■ **Dataset records**
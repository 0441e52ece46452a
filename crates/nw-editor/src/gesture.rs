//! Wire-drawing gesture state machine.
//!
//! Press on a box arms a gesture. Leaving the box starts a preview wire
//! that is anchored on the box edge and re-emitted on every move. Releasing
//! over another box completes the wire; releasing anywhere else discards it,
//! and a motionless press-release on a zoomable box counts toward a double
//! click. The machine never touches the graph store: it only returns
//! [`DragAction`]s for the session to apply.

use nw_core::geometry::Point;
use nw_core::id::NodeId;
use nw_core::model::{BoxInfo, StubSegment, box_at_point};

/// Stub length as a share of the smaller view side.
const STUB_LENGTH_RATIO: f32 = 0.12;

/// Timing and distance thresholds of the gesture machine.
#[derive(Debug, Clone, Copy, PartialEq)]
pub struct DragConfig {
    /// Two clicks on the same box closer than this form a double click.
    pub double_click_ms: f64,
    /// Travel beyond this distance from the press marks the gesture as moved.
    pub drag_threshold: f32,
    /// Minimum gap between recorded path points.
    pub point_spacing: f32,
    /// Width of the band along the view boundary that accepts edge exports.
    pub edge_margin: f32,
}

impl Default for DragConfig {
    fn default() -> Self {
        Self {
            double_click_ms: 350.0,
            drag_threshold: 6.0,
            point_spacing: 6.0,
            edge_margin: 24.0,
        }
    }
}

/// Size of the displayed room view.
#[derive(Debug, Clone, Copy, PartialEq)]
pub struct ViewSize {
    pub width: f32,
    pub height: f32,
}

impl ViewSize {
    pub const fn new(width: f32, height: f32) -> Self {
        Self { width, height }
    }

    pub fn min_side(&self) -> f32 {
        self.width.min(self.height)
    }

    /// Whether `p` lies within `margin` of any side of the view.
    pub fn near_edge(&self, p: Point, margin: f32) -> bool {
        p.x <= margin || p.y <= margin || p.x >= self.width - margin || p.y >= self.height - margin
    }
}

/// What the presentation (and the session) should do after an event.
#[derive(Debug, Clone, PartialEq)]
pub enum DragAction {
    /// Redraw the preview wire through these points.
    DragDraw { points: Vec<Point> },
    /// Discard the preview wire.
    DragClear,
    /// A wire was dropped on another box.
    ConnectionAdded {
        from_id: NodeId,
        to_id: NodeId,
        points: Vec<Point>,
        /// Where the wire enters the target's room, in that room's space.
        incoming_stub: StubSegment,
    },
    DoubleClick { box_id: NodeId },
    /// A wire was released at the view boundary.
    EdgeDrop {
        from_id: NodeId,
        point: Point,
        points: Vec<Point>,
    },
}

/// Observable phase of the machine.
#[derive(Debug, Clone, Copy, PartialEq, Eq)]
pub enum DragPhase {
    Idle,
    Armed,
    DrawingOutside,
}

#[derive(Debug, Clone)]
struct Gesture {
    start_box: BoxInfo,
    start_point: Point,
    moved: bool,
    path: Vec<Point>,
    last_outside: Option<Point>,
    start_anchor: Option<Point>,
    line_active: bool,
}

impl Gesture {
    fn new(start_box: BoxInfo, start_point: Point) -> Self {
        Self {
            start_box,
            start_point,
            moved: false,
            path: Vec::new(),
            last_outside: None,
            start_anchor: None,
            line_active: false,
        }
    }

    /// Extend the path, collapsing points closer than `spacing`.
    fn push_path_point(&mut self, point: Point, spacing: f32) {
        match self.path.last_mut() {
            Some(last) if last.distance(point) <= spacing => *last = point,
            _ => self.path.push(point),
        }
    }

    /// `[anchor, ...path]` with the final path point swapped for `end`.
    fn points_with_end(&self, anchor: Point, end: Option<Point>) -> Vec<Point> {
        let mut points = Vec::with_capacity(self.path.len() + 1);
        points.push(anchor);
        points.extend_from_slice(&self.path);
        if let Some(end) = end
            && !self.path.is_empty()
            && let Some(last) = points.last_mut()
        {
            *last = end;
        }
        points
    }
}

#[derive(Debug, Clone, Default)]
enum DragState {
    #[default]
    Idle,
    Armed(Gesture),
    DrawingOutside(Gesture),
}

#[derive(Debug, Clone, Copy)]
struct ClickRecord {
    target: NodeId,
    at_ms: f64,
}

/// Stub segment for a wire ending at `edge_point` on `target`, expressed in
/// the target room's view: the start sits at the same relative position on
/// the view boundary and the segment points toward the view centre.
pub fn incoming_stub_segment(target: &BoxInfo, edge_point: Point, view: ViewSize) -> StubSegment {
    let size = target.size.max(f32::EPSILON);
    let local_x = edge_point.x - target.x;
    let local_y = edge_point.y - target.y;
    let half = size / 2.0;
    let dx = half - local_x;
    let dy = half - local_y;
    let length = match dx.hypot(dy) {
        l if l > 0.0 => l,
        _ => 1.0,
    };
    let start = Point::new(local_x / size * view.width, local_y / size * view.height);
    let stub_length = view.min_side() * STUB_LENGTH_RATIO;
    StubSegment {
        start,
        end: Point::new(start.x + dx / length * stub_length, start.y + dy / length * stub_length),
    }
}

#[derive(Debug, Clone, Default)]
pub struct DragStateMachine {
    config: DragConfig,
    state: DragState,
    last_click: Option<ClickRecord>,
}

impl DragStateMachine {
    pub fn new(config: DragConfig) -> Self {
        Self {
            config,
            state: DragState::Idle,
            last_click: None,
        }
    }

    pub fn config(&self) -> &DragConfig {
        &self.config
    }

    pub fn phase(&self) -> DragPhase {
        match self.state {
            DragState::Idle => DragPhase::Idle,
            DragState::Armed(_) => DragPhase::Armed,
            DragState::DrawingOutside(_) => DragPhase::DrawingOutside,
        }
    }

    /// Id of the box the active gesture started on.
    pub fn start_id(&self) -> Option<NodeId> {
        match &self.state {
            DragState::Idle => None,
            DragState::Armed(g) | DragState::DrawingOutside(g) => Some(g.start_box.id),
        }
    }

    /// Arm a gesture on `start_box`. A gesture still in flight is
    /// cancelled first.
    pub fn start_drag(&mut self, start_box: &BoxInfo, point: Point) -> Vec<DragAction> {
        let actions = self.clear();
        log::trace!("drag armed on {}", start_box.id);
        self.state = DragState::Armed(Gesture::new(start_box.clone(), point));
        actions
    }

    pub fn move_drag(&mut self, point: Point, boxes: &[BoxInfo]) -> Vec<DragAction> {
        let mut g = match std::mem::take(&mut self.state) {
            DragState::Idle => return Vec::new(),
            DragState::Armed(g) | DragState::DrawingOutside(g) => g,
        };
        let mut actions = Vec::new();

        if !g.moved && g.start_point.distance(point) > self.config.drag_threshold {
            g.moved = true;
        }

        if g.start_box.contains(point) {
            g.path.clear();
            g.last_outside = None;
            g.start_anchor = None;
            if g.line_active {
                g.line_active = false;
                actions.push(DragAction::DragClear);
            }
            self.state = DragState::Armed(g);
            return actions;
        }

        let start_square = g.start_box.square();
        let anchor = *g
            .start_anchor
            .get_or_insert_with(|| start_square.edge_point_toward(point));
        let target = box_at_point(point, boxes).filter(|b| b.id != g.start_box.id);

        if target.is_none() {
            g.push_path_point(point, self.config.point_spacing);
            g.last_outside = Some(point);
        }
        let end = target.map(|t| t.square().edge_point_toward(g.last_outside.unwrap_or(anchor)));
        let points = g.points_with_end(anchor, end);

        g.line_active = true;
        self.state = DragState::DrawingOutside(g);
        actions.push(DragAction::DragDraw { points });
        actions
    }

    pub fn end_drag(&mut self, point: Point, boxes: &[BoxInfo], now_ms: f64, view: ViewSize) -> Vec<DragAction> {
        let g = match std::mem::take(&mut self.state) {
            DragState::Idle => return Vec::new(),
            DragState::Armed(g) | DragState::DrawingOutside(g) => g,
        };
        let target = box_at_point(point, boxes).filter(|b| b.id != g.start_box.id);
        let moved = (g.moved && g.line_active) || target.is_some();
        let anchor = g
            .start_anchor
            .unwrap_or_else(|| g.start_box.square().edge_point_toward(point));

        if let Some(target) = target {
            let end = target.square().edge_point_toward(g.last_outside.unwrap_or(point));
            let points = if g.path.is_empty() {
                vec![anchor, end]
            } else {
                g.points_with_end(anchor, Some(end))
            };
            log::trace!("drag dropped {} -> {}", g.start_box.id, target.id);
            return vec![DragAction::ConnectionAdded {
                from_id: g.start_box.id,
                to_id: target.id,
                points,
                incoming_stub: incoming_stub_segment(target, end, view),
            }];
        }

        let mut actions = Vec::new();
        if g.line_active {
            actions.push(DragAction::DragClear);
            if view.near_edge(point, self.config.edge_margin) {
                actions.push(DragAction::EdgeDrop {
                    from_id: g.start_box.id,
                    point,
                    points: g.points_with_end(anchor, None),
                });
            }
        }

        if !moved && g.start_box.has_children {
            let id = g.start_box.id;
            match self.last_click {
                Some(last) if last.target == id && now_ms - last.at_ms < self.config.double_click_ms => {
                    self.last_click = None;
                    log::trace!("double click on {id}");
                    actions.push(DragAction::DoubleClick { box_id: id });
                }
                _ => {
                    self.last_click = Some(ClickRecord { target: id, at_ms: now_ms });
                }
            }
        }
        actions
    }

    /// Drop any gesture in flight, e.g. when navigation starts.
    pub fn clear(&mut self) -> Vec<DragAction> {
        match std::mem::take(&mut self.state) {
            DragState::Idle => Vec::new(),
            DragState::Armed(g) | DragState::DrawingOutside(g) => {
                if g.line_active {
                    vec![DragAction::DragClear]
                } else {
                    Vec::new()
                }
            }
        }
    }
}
==
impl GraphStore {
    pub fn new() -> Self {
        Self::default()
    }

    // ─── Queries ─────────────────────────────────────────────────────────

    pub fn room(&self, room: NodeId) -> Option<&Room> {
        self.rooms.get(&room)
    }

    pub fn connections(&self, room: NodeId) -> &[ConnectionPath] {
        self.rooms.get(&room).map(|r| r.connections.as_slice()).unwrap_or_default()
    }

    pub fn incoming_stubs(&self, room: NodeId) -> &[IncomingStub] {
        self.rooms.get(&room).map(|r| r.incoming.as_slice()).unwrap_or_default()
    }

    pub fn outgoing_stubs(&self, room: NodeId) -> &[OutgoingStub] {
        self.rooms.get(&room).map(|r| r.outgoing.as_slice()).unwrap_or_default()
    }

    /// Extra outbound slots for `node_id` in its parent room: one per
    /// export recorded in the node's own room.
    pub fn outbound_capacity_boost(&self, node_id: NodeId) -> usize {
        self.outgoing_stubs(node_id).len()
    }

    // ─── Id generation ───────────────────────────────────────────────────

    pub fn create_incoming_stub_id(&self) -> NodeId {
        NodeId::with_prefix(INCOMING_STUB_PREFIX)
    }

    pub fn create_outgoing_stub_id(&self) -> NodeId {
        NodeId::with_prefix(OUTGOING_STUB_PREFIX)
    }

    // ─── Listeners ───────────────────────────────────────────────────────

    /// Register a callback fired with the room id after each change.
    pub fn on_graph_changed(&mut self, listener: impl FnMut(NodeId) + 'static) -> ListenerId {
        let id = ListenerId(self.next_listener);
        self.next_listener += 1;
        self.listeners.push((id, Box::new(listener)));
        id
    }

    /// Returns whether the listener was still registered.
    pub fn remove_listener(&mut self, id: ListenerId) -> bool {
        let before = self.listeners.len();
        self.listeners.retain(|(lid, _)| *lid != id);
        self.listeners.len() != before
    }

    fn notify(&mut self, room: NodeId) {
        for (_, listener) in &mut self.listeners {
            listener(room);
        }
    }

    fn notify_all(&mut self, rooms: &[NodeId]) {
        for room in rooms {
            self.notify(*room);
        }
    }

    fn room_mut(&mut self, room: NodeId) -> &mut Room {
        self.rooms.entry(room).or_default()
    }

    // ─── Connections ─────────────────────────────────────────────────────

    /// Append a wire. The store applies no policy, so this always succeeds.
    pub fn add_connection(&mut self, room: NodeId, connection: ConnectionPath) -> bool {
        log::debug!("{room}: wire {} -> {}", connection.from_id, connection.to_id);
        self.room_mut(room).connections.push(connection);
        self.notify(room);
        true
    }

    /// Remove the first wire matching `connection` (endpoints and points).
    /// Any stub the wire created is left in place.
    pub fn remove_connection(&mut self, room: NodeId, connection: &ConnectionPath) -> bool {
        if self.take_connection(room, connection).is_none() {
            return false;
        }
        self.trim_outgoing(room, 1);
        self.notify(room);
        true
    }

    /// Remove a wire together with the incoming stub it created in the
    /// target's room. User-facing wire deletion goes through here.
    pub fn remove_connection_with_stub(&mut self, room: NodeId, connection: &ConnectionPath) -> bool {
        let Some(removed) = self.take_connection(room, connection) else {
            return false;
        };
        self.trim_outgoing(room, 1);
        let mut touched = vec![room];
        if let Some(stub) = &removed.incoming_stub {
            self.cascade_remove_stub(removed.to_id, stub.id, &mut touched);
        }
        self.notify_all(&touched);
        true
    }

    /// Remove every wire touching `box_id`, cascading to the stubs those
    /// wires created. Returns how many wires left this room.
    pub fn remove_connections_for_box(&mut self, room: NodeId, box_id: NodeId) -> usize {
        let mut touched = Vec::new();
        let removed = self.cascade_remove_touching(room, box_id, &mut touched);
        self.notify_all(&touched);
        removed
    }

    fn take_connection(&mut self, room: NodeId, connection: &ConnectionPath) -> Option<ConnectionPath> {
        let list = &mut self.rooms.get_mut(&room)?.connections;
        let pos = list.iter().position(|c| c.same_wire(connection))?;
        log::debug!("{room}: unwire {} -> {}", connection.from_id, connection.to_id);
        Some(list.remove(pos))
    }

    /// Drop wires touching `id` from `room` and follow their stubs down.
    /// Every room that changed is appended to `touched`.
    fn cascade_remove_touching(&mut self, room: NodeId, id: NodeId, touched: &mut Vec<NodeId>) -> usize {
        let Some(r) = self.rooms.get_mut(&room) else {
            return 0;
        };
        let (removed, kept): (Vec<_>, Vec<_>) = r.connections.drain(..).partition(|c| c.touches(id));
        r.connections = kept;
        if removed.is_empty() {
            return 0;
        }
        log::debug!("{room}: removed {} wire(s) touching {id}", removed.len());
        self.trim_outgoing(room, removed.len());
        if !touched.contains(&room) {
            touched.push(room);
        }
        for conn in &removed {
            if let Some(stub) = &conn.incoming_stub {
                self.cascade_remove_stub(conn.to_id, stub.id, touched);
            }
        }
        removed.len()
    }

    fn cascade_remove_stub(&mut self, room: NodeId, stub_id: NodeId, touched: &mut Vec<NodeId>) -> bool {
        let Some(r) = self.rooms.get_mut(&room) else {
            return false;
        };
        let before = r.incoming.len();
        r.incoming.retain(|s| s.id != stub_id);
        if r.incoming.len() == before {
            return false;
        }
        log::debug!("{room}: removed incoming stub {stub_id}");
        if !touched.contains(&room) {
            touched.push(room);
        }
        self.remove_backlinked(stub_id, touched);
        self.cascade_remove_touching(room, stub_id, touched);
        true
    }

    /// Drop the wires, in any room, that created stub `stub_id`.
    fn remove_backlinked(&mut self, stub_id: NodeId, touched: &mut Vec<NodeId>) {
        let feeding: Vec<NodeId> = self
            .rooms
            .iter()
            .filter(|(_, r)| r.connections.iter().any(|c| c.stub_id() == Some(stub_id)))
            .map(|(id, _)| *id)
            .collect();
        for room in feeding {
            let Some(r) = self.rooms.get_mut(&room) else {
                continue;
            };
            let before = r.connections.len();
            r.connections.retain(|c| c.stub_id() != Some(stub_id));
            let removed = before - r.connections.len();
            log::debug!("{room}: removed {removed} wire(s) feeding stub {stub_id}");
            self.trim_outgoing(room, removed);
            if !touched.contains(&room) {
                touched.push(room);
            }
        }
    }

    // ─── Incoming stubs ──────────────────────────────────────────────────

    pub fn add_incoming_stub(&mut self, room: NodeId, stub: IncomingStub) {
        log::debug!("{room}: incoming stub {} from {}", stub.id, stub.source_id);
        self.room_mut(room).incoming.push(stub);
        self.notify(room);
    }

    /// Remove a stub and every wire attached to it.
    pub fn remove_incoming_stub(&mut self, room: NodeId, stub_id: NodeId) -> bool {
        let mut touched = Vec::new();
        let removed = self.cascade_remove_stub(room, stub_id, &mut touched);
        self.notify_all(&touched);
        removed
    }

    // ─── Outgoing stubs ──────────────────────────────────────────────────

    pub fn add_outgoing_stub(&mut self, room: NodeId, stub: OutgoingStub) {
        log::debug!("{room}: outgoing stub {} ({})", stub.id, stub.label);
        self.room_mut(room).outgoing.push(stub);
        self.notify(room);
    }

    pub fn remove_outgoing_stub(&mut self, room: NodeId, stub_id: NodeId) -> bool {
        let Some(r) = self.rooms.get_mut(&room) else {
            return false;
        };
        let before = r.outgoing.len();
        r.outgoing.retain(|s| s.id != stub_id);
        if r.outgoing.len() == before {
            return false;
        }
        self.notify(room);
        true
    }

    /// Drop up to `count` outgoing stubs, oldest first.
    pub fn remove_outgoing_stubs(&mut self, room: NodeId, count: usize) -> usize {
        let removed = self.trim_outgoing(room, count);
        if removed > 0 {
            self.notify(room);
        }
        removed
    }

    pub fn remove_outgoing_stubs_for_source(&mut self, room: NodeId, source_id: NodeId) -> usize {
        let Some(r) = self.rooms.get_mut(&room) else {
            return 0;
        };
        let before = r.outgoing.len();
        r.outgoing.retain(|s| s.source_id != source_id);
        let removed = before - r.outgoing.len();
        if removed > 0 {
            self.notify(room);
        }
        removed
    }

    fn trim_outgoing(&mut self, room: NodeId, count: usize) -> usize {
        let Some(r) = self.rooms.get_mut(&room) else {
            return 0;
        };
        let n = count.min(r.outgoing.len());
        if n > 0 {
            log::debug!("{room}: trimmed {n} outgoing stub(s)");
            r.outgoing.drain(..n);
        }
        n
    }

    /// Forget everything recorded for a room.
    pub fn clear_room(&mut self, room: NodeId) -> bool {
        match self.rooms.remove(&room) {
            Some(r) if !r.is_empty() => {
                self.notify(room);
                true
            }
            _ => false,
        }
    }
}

■ **Work required**
Only the lines with "DragPhase" are needed; find them in the records and copy each one.

■ **Response area**
pub enum DragPhase {
    pub fn phase(&self) -> DragPhase {
            DragState::Idle => DragPhase::Idle,
            DragState::Armed(_) => DragPhase::Armed,
            DragState::DrawingOutside(_) => DragPhase::DrawingOutside,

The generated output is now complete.